Le non-paiement de la dette par certains États (Équateur, Argentine, Paraguay…) ou les allégements de créance dans d’autres ont-ils, selon vous, eu un impact sur les conditions de vie des enfants qui y vivent ?
B. M. : « Sans aucun doute. Tout allégement de dette dégage des marges budgétaires pour l’action publique. Mais il faut que les États s’en servent vraiment pour investir dans l’éducation (dans les pays en développement et émergents, les écoles publiques n’atteignent pas les populations les plus pauvres) et pour mettre en place des politiques redistributives, comme celles mises en œuvre au Brésil. »
C’est en Inde que l’on enregistre la plus grande population active enfantine du monde (60 millions), tous secteurs d’activité confondus. L’émergence d’une classe moyenne a même accru l’emploi de petits domestiques. Le pays réfléchit-il à une réglementation et à de nouvelles mesures ?
B. M. : « La législation indienne est déjà très complète et on voit mal quelles nouvelles mesures pourraient être prises.

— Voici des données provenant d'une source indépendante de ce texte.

//! Simulation repository trait definition.
//!
//! Covers three entity families:
//! - **Jobs:** atomic job+steps creation, status updates, lookups.
//! - **Steps:** the due-step poll query, the atomic claim, terminal
//!   transitions, bulk control-surface mutations.
//! - **Context:** the per-job symbolic id -> real id map.
//!
//! The infrastructure layer implements this trait with SQLite persistence.
//! Uses native async fn in traits (Rust 2024 edition, no async_trait macro).

use std::collections::HashMap;

use chrono::{DateTime, Utc};
use serde_json::Value;
use simcrm_types::error::RepositoryError;
use simcrm_types::job::{Job, JobStatus, Step, StepStatus};
use uuid::Uuid;

pub trait SimulationRepository: Send + Sync {
    // -----------------------------------------------------------------------
    // Jobs
    // -----------------------------------------------------------------------

    /// Persist a job together with all of its steps atomically.
    fn create_job_with_steps(
        &self,
        job: &Job,
        steps: &[Step],
    ) -> impl std::future::Future<Output = Result<(), RepositoryError>> + Send;

    /// Get a job by its UUID.
    fn get_job(
        &self,
        id: &Uuid,
    ) -> impl std::future::Future<Output = Result<Option<Job>, RepositoryError>> + Send;

    /// Set a job's status.
    fn update_job_status(
        &self,
        id: &Uuid,
        status: JobStatus,
    ) -> impl std::future::Future<Output = Result<(), RepositoryError>> + Send;

    // -----------------------------------------------------------------------
    // Steps
    // -----------------------------------------------------------------------

    /// Select up to `limit` due steps: status `pending`, `scheduled_at <=
    /// now`, and owning job in an actively-executable status. The job-status
    /// filter is part of the query itself, not a post-fetch check, so a
    /// concurrent stop cannot race a poll pass into picking up its steps.
    fn due_steps(
        &self,
        now: DateTime<Utc>,
        limit: u32,
    ) -> impl std::future::Future<Output = Result<Vec<Step>, RepositoryError>> + Send;

    /// Atomically claim a step: `pending -> processing`, incrementing its
    /// attempt counter. Returns `false` without any state change when the
    /// step is no longer `pending` (another poll pass got there first).
    fn claim_step(
        &self,
        step_id: &Uuid,
    ) -> impl std::future::Future<Output = Result<bool, RepositoryError>> + Send;

    /// Record a successful step: status `completed` plus the result payload.
    fn complete_step(
        &self,
        step_id: &Uuid,
        result: &Value,
    ) -> impl std::future::Future<Output = Result<(), RepositoryError>> + Send;

    /// Record a failed step under `failed` or `failed_non_retryable`.
    fn fail_step(
        &self,
        step_id: &Uuid,
        status: StepStatus,
        result: &Value,
    ) -> impl std::future::Future<Output = Result<(), RepositoryError>> + Send;

    /// Re-queue a `failed` step for another run at `scheduled_at`. Guarded on
    /// the current status being `failed`; returns `false` otherwise.
    fn requeue_failed_step(
        &self,
        step_id: &Uuid,
        scheduled_at: DateTime<Utc>,
    ) -> impl std::future::Future<Output = Result<bool, RepositoryError>> + Send;

    /// List all steps of a job ordered by step index.
    fn list_steps(
        &self,
        job_id: &Uuid,
    ) -> impl std::future::Future<Output = Result<Vec<Step>, RepositoryError>> + Send;

    /// List a job's steps currently in `status`, ordered by step index.
    fn list_steps_by_status(
        &self,
        job_id: &Uuid,
        status: StepStatus,
    ) -> impl std::future::Future<Output = Result<Vec<Step>, RepositoryError>> + Send;

    /// Move every step of a job whose status is in `from` to `to`, returning
    /// the number of steps changed. Used by pause/resume/stop; never touches
    /// `processing` or terminal steps because callers never name them in
    /// `from`.
    fn bulk_transition_steps(
        &self,
        job_id: &Uuid,
        from: &[StepStatus],
        to: StepStatus,
    ) -> impl std::future::Future<Output = Result<u64, RepositoryError>> + Send;

    /// Whether the job still has steps in `pending`, `processing`, or
    /// `paused`.
    fn has_unsettled_steps(
        &self,
        job_id: &Uuid,
    ) -> impl std::future::Future<Output = Result<bool, RepositoryError>> + Send;

    // -----------------------------------------------------------------------
    // Context
    // -----------------------------------------------------------------------

    /// Upsert one symbolic id -> real id entry. Writing the same symbol
    /// twice overwrites; entries are never removed.
    fn put_context_entry(
        &self,
        job_id: &Uuid,
        symbol: &str,
        real_id: &str,
    ) -> impl std::future::Future<Output = Result<(), RepositoryError>> + Send;

    /// Fetch the full context map of a job.
    fn get_context(
        &self,
        job_id: &Uuid,
    ) -> impl std::future::Future<Output = Result<HashMap<String, String>, RepositoryError>> + Send;
}
//! Association compatibility table.
//!
//! A fixed bidirectional table of supported (source, target) record-type
//! pairs, each carrying the CRM association type identifier. Unsupported
//! pairs are rejected locally and never reach the external API.

use simcrm_types::job::RecordType;

const TABLE: &[(RecordType, RecordType, &str)] = &[
    (RecordType::Contact, RecordType::Company, "contact_to_company"),
    (RecordType::Company, RecordType::Contact, "company_to_contact"),
    (RecordType::Contact, RecordType::Deal, "contact_to_deal"),
    (RecordType::Deal, RecordType::Contact, "deal_to_contact"),
    (RecordType::Company, RecordType::Deal, "company_to_deal"),
    (RecordType::Deal, RecordType::Company, "deal_to_company"),
    (RecordType::Note, RecordType::Contact, "note_to_contact"),
    (RecordType::Note, RecordType::Company, "note_to_company"),
    (RecordType::Note, RecordType::Deal, "note_to_deal"),
    (RecordType::Task, RecordType::Contact, "task_to_contact"),
    (RecordType::Task, RecordType::Company, "task_to_company"),
    (RecordType::Task, RecordType::Deal, "task_to_deal"),
];

/// The CRM association type id for a (source, target) pair, if supported.
pub fn association_type(source: RecordType, target: RecordType) -> Option<&'static str> {
    TABLE
        .iter()
        .find(|(s, t, _)| *s == source && *t == target)
        .map(|(_, _, id)| *id)
}

/// Whether the pair is supported at all.
pub fn is_supported(source: RecordType, target: RecordType) -> bool {
    association_type(source, target).is_some()
}
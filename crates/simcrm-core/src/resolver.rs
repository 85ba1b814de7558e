//! Reference resolver: symbolic step-local ids to real CRM ids.
//!
//! Resolution consults the job context first. On a miss, strict mode raises
//! a non-retryable reference error; non-strict mode falls back to an
//! exact-match CRM search keyed by a natural key inferred from the symbol's
//! shape and the step's generated content. Exactly one hit is adopted and
//! recorded for the job; more than one is ambiguous and always fails.
//! Association templates are resolved by a pure, copy-producing tree walk.

use std::collections::HashMap;
use std::sync::Arc;

use serde_json::Value;

use simcrm_types::crm::SearchQuery;
use simcrm_types::error::{ReferenceError, StepError};
use simcrm_types::job::{ActionType, CorrelationId, RecordType, Step};

use crate::context::JobContext;
use crate::crm::CrmApi;
use crate::executor::CRM_PROVIDER;
use crate::generator::GeneratedPayload;
use crate::governor::RateGovernor;

/// Symbol prefixes and the record family they imply.
const SYMBOL_PREFIXES: &[(&str, RecordType)] = &[
    ("contact_", RecordType::Contact),
    ("company_", RecordType::Company),
    ("deal_", RecordType::Deal),
    ("note_", RecordType::Note),
    ("task_", RecordType::Task),
];

/// Whether a token has the shape of a symbolic step-local id.
pub fn is_symbolic(token: &str) -> bool {
    SYMBOL_PREFIXES
        .iter()
        .any(|(prefix, _)| token.len() > prefix.len() && token.starts_with(prefix))
}

fn symbol_record_type(token: &str) -> Option<RecordType> {
    SYMBOL_PREFIXES
        .iter()
        .find(|(prefix, _)| token.len() > prefix.len() && token.starts_with(prefix))
        .map(|(_, record_type)| *record_type)
}

/// Output of resolving one step's references.
#[derive(Debug, Clone)]
pub struct ResolvedReferences {
    /// The real id behind the step's own `record_id_template`, when it
    /// refers to an existing record (update/associate actions).
    pub record_id: Option<String>,
    /// Copy of the associations template with resolvable symbolic leaves
    /// replaced by real ids. The template itself is never mutated.
    pub associations: Option<Value>,
    /// Symbols resolved via search fallback; the runner writes these into
    /// the job context immediately so later steps skip the search.
    pub discovered: Vec<(String, String)>,
    /// Symbols left unresolved (non-strict mode only).
    pub unresolved: Vec<String>,
}

/// Resolves symbolic references for one step at a time.
pub struct ReferenceResolver<C: CrmApi> {
    crm: Arc<C>,
    governor: Arc<RateGovernor>,
    strict: bool,
}

impl<C: CrmApi> ReferenceResolver<C> {
    pub fn new(crm: Arc<C>, governor: Arc<RateGovernor>, strict: bool) -> Self {
        Self {
            crm,
            governor,
            strict,
        }
    }

    /// Resolve the step's own record reference and its association template.
    pub async fn resolve(
        &self,
        step: &Step,
        payload: &GeneratedPayload,
        context: &JobContext,
    ) -> Result<ResolvedReferences, StepError> {
        let correlation = CorrelationId::new(step.job_id, step.step_index);

        // Collect every symbol this step needs: its own (unless it mints
        // it), plus all symbolic leaves of the association template.
        let mut wanted: Vec<String> = Vec::new();
        let own_symbol = match (step.action_type, &step.record_id_template) {
            (ActionType::Update | ActionType::Associate, Some(symbol)) => {
                wanted.push(symbol.clone());
                Some(symbol.clone())
            }
            _ => None,
        };
        if let Some(template) = &step.associations_template {
            collect_symbols(template, &mut wanted);
        }
        let mut seen = std::collections::HashSet::new();
        wanted.retain(|symbol| seen.insert(symbol.clone()));

        let mut resolutions: HashMap<String, String> = HashMap::new();
        let mut discovered = Vec::new();
        let mut unresolved = Vec::new();

        for symbol in &wanted {
            if resolutions.contains_key(symbol) {
                continue;
            }
            match self
                .resolve_symbol(symbol, payload, context, correlation)
                .await?
            {
                Resolution::FromContext(id) => {
                    resolutions.insert(symbol.clone(), id);
                }
                Resolution::Discovered(id) => {
                    resolutions.insert(symbol.clone(), id.clone());
                    discovered.push((symbol.clone(), id));
                }
                Resolution::Unresolved => unresolved.push(symbol.clone()),
            }
        }

        let record_id = own_symbol.and_then(|symbol| resolutions.get(&symbol).cloned());
        let associations = step
            .associations_template
            .as_ref()
            .map(|template| substitute_tree(template, &resolutions));

        Ok(ResolvedReferences {
            record_id,
            associations,
            discovered,
            unresolved,
        })
    }

    async fn resolve_symbol(
        &self,
        symbol: &str,
        payload: &GeneratedPayload,
        context: &JobContext,
        correlation: CorrelationId,
    ) -> Result<Resolution, StepError> {
        if let Some(id) = context.get(symbol) {
            return Ok(Resolution::FromContext(id.to_string()));
        }

        if self.strict {
            return Err(ReferenceError::NotFound {
                correlation,
                token: symbol.to_string(),
            }
            .into());
        }

        // Search fallback: a natural key inferred from the symbol's shape
        // and the step's generated content.
        let Some((record_type, property, value)) = natural_key_for(symbol, payload) else {
            tracing::debug!(
                correlation = %correlation,
                symbol,
                "no natural key available, leaving unresolved"
            );
            return Ok(Resolution::Unresolved);
        };

        let query = SearchQuery::exact(property, value);
        let matches = self
            .governor
            .execute(CRM_PROVIDER, || {
                self.crm.search_records(record_type, &query)
            })
            .await?;

        match matches.len() {
            0 => Ok(Resolution::Unresolved),
            1 => {
                let id = matches[0].id.clone();
                tracing::info!(
                    correlation = %correlation,
                    symbol,
                    record_id = %id,
                    "resolved symbol via search fallback"
                );
                Ok(Resolution::Discovered(id))
            }
            candidates => Err(ReferenceError::Ambiguous {
                correlation,
                token: symbol.to_string(),
                candidates,
            }
            .into()),
        }
    }
}

enum Resolution {
    FromContext(String),
    Discovered(String),
    Unresolved,
}

/// The search key to try for a symbol, based on its record family and the
/// step's content. Missing content means no fallback is possible.
fn natural_key_for(
    symbol: &str,
    payload: &GeneratedPayload,
) -> Option<(RecordType, &'static str, String)> {
    let record_type = symbol_record_type(symbol)?;
    match record_type {
        RecordType::Contact => payload
            .field_str("email")
            .map(|email| (record_type, "email", email)),
        RecordType::Company => payload
            .field_str("domain")
            .map(|domain| (record_type, "domain", domain)),
        RecordType::Deal => payload
            .field_str("name")
            .map(|name| (record_type, "dealname", name)),
        RecordType::Note | RecordType::Task => None,
    }
}

/// Collect symbolic leaves of an association template.
fn collect_symbols(tree: &Value, out: &mut Vec<String>) {
    match tree {
        Value::String(leaf) => {
            if is_symbolic(leaf) {
                out.push(leaf.clone());
            }
        }
        Value::Array(items) => {
            for item in items {
                collect_symbols(item, out);
            }
        }
        Value::Object(map) => {
            for value in map.values() {
                collect_symbols(value, out);
            }
        }
        _ => {}
    }
}

/// Rebuild a tree with resolved leaves substituted in place. Pure: the
/// input tree is never modified, so retries of a failed step see the
/// original template.
fn substitute_tree(tree: &Value, resolutions: &HashMap<String, String>) -> Value {
    match tree {
        Value::String(leaf) => match resolutions.get(leaf) {
            Some(id) => Value::String(id.clone()),
            None => tree.clone(),
        },
        Value::Array(items) => Value::Array(
            items
                .iter()
                .map(|item| substitute_tree(item, resolutions))
                .collect(),
        ),
        Value::Object(map) => Value::Object(
            map.iter()
                .map(|(key, value)| (key.clone(), substitute_tree(value, resolutions)))
                .collect(),
        ),
        _ => tree.clone(),
    }
}

// ---------------------------------------------------------------------------
// Tests
// ---------------------------------------------------------------------------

L’emploi d’enfants est interdit avant 14 ans et le droit à la scolarisation universelle existe depuis 2000. Mais le problème est culturel : il existe en Inde une habitude ancrée de non-respect des lois et il est jugé normal que les enfants pauvres travaillent. Et surtout, le défi serait de parvenir à modifier les structures socio-économiques du pays. Il existe d’un côté un vaste réservoir d’enfants pauvres non scolarisés et de l’autre, des secteurs (artisanat, industrie, services, agriculture intensive) où ils se révèlent utiles. Dans ce pays à 70 % rural, les dizaines de millions de petits fermiers pauvres ne peuvent pas non plus, à l’heure actuelle, se passer de l’aide de leurs enfants. »

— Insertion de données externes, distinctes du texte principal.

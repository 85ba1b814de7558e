//! SQLite simulation repository implementation.
//!
//! Implements `SimulationRepository` from `simcrm-core` using sqlx with the
//! split read/write pool. The atomic step claim is a guarded UPDATE; the
//! due-step query joins on job status so a stopped job's steps are excluded
//! at selection time, not after fetch. Timestamps are stored as
//! fixed-precision RFC 3339 strings so lexicographic comparison matches
//! chronological order.

use std::collections::HashMap;

use chrono::{DateTime, SecondsFormat, Utc};
use serde_json::Value;
use sqlx::Row;
use uuid::Uuid;

use simcrm_core::repository::SimulationRepository;
use simcrm_types::error::RepositoryError;
use simcrm_types::job::{Job, JobStatus, Step, StepStatus};

use super::pool::DatabasePool;

/// SQLite-backed implementation of `SimulationRepository`.
pub struct SqliteSimulationRepository {
    pool: DatabasePool,
}

impl SqliteSimulationRepository {
    /// Create a new repository backed by the given database pool.
    pub fn new(pool: DatabasePool) -> Self {
        Self { pool }
    }
}

// ---------------------------------------------------------------------------
// Internal row types
// ---------------------------------------------------------------------------

struct JobRow {
    id: String,
    outcome: String,
    theme: String,
    industry: String,
    sequence: i64,
    template_id: Option<String>,
    owner_id: Option<String>,
    scaling_factor: f64,
    base_cycle_days: f64,
    started_at: String,
    status: String,
    metadata: String,
}

impl JobRow {
    fn from_row(row: &sqlx::sqlite::SqliteRow) -> Result<Self, sqlx::Error> {
        Ok(Self {
            id: row.try_get("id")?,
            outcome: row.try_get("outcome")?,
            theme: row.try_get("theme")?,
            industry: row.try_get("industry")?,
            sequence: row.try_get("sequence")?,
            template_id: row.try_get("template_id")?,
            owner_id: row.try_get("owner_id")?,
            scaling_factor: row.try_get("scaling_factor")?,
            base_cycle_days: row.try_get("base_cycle_days")?,
            started_at: row.try_get("started_at")?,
            status: row.try_get("status")?,
            metadata: row.try_get("metadata")?,
        })
    }

    fn into_job(self) -> Result<Job, RepositoryError> {
        let metadata: HashMap<String, Value> = serde_json::from_str(&self.metadata)
            .map_err(|e| RepositoryError::Query(format!("invalid job metadata JSON: {e}")))?;
        Ok(Job {
            id: parse_uuid(&self.id)?,
            outcome: self.outcome,
            theme: self.theme,
            industry: self.industry,
            sequence: self.sequence as u32,
            template_id: self.template_id,
            owner_id: self.owner_id,
            scaling_factor: self.scaling_factor,
            base_cycle_days: self.base_cycle_days,
            started_at: parse_datetime(&self.started_at)?,
            status: parse_status::<JobStatus>(&self.status)?,
            metadata,
        })
    }
}

struct StepRow {
    id: String,
    job_id: String,
    step_index: i64,
    template_day: f64,
    scaled_day: f64,
    scheduled_at: String,
    action_type: String,
    record_type: String,
    record_id_template: Option<String>,
    associations_template: Option<String>,
    action_template: Option<String>,
    reason_template: Option<String>,
    status: String,
    attempt: i64,
    result: Option<String>,
}

impl StepRow {
    fn from_row(row: &sqlx::sqlite::SqliteRow) -> Result<Self, sqlx::Error> {
        Ok(Self {
            id: row.try_get("id")?,
            job_id: row.try_get("job_id")?,
            step_index: row.try_get("step_index")?,
            template_day: row.try_get("template_day")?,
            scaled_day: row.try_get("scaled_day")?,
            scheduled_at: row.try_get("scheduled_at")?,
            action_type: row.try_get("action_type")?,
            record_type: row.try_get("record_type")?,
            record_id_template: row.try_get("record_id_template")?,
            associations_template: row.try_get("associations_template")?,
            action_template: row.try_get("action_template")?,
            reason_template: row.try_get("reason_template")?,
            status: row.try_get("status")?,
            attempt: row.try_get("attempt")?,
            result: row.try_get("result")?,
        })
    }

    fn into_step(self) -> Result<Step, RepositoryError> {
        Ok(Step {
            id: parse_uuid(&self.id)?,
            job_id: parse_uuid(&self.job_id)?,
            step_index: self.step_index as u32,
            template_day: self.template_day,
            scaled_day: self.scaled_day,
            scheduled_at: parse_datetime(&self.scheduled_at)?,
            action_type: self
                .action_type
                .parse()
                .map_err(RepositoryError::Query)?,
            record_type: self
                .record_type
                .parse()
                .map_err(RepositoryError::Query)?,
            record_id_template: self.record_id_template,
            associations_template: parse_json_opt(self.associations_template.as_deref())?,
            action_template: parse_json_opt(self.action_template.as_deref())?,
            reason_template: self.reason_template,
            status: parse_status::<StepStatus>(&self.status)?,
            attempt: self.attempt as u32,
            result: parse_json_opt(self.result.as_deref())?,
        })
    }
}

Le conditionnement des allocations familiales à l’assiduité scolaire a permis de stopper le travail des enfants en Europe au XXe siècle. Le Brésil a également utilisé cet outil, qui est aujourd’hui encouragé par le FMI et la Banque mondiale. Observe-t-on une volonté similaire dans les pays dans les pays d’Asie et d’Afrique où les enfants sont les plus nombreux à travailler ?
B. M. : « En Afrique et en Asie, le problème est autant la volonté politique que les moyens d’agir. Les progrès réalisés par le Brésil sont sans équivalent dans l’histoire récente, parce que ce pays a conjugué des moyens financiers (notamment avec l’apport de prêts de la Banque mondiale) et une volonté politique inédite, qui n’est pas sans lien avec le fait que l’ex-président Lula est lui-même un ex-enfant travailleur. Cela a produit une sorte de configuration historiquement favorable. C’est cette configuration qui manque ailleurs. Le travail des enfants n’est pas considéré comme une priorité sociale pour l’avenir du pays et le système scolaire reste privé d’investissements. Il manque l’impulsion politique et les moyens d’agir. Mais au-delà, c’est le type même de développement économique qui pose problème. Les dirigeants, les économistes, sont persuadés que la croissance va naturellement tirer tout le monde vers le haut. Or, la réalité démontre le contraire. Loin d’être inclusive, la croissance est fortement inégalitaire. Elle ne favorise que la classe moyenne émergente (y compris en Afrique), tandis qu’une vaste fraction de la population reste dans une profonde pauvreté. Cette population travaille dur, enfants compris, mais elle ne s’en sort pas, elle n’a aucun espoir d’avenir. Et personne ne semble comprendre que c’est une impasse : cette inégalité d’accès au progrès social ne sera ni économiquement, ni politiquement tenable à long terme… »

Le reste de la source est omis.